Recorded information:

//! Storage target resolution and repository opening.

use std::path::PathBuf;

use trellis_core::error::{Result, TrellisError};
use trellis_core::repo::Repository;
use trellis_core::TrellisConfig;
use trellis_object::{FsObjectStore, ObjectRepository};
use trellis_sqlite::{EngineVersion, SqliteRepository};

/// Resolved storage target from a datastore URI or bare path.
#[derive(Debug, Clone, PartialEq, Eq)]
pub enum StorageTarget {
    Sqlite { path: String },
    Object { root: PathBuf, uri: String },
}

impl StorageTarget {
    pub fn backend(&self) -> &'static str {
        match self {
            StorageTarget::Sqlite { .. } => "sqlite",
            StorageTarget::Object { .. } => "object",
        }
    }
}

/// Parse a datastore URI. Accepted forms: `sqlite:///path`, `:memory:`,
/// bare filesystem paths (legacy sqlite binding), and `file:///dir` for
/// the object-store backend. `s3://` targets are recognised but require
/// an S3 client, which this build does not carry.
pub fn parse_storage_target(uri: &str) -> Result<StorageTarget> {
    if uri == ":memory:" {
        return Ok(StorageTarget::Sqlite {
            path: ":memory:".to_string(),
        });
    }

    if let Some(rest) = uri.strip_prefix("sqlite://") {
        let mut path = rest.to_string();
        if path.starts_with("//") {
            // sqlite:////abs/path -> /abs/path
            path = path[1..].to_string();
        }
        if path == "/:memory:" {
            path = ":memory:".to_string();
        }
        if path.is_empty() {
            return Err(TrellisError::storage(
                "parse_storage_uri",
                format!("invalid sqlite URI '{uri}'"),
            ));
        }
        return Ok(StorageTarget::Sqlite { path });
    }

    if let Some(rest) = uri.strip_prefix("file://") {
        if rest.is_empty() {
            return Err(TrellisError::storage(
                "parse_storage_uri",
                format!("invalid file URI '{uri}'"),
            ));
        }
        return Ok(StorageTarget::Object {
            root: PathBuf::from(rest),
            uri: uri.to_string(),
        });
    }

    if uri.starts_with("s3://") {
        return Err(TrellisError::storage(
            "parse_storage_uri",
            "s3 object-store targets require an S3 client; \
             this build supports file:// object stores",
        ));
    }

    if let Some((scheme, _)) = uri.split_once("://") {
        return Err(TrellisError::storage(
            "parse_storage_uri",
            format!("unsupported storage URI scheme '{scheme}' for '{uri}'"),
        ));
    }

    // Bare path: legacy sqlite binding.
    Ok(StorageTarget::Sqlite {
        path: uri.to_string(),
    })
}

/// Open a backend repository from a datastore URI, detecting the engine
/// version unless one is forced.
pub fn open_repository(
    uri: &str,
    config: &TrellisConfig,
    engine_version: Option<&str>,
) -> Result<Box<dyn Repository>> {
    match parse_storage_target(uri)? {
        StorageTarget::Sqlite { path } => {
            let engine = engine_version.map(EngineVersion::parse).transpose()?;
            Ok(Box::new(SqliteRepository::open(
                &path,
                config.clone(),
                engine,
            )?))
        }
        StorageTarget::Object { root, uri } => {
            let store = FsObjectStore::open(root)?;
            Ok(Box::new(ObjectRepository::open(
                Box::new(store),
                &uri,
                config.clone(),
            )?))
        }
    }
}

#[cfg(test)]
mod tests {
    use super::*;

    #[test]
    fn test_sqlite_uri_forms() {
        assert_eq!(
            parse_storage_target("sqlite:///data/onto.db").unwrap(),
            StorageTarget::Sqlite {
                path: "/data/onto.db".to_string()
            }
        );
        assert_eq!(
            parse_storage_target("sqlite:////abs/onto.db").unwrap(),
            StorageTarget::Sqlite {
                path: "/abs/onto.db".to_string()
            }
        );
        assert_eq!(
            parse_storage_target("sqlite:///:memory:").unwrap(),
            StorageTarget::Sqlite {
                path: ":memory:".to_string()
            }
        );
        assert_eq!(
            parse_storage_target(":memory:").unwrap(),
            StorageTarget::Sqlite {
                path: ":memory:".to_string()
            }
        );
        assert_eq!(
            parse_storage_target("onto.db").unwrap(),
            StorageTarget::Sqlite {
                path: "onto.db".to_string()
            }
        );
    }

    #[test]
    fn test_object_uri() {
        let target = parse_storage_target("file:///var/data/onto").unwrap();
        assert_eq!(target.backend(), "object");
    }

    #[test]
    fn test_rejected_schemes() {
        assert!(parse_storage_target("s3://bucket/prefix").is_err());
        assert!(parse_storage_target("http://host/x").is_err());
        assert!(parse_storage_target("sqlite://").is_err());
    }
}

Required action:
A complete answer lists each line of the data that holds the word "return".

Problem solution:
        return Ok(StorageTarget::Sqlite {
            return Err(TrellisError::storage(
        return Ok(StorageTarget::Sqlite { path });
            return Err(TrellisError::storage(
        return Ok(StorageTarget::Object {
        return Err(TrellisError::storage(
        return Err(TrellisError::storage(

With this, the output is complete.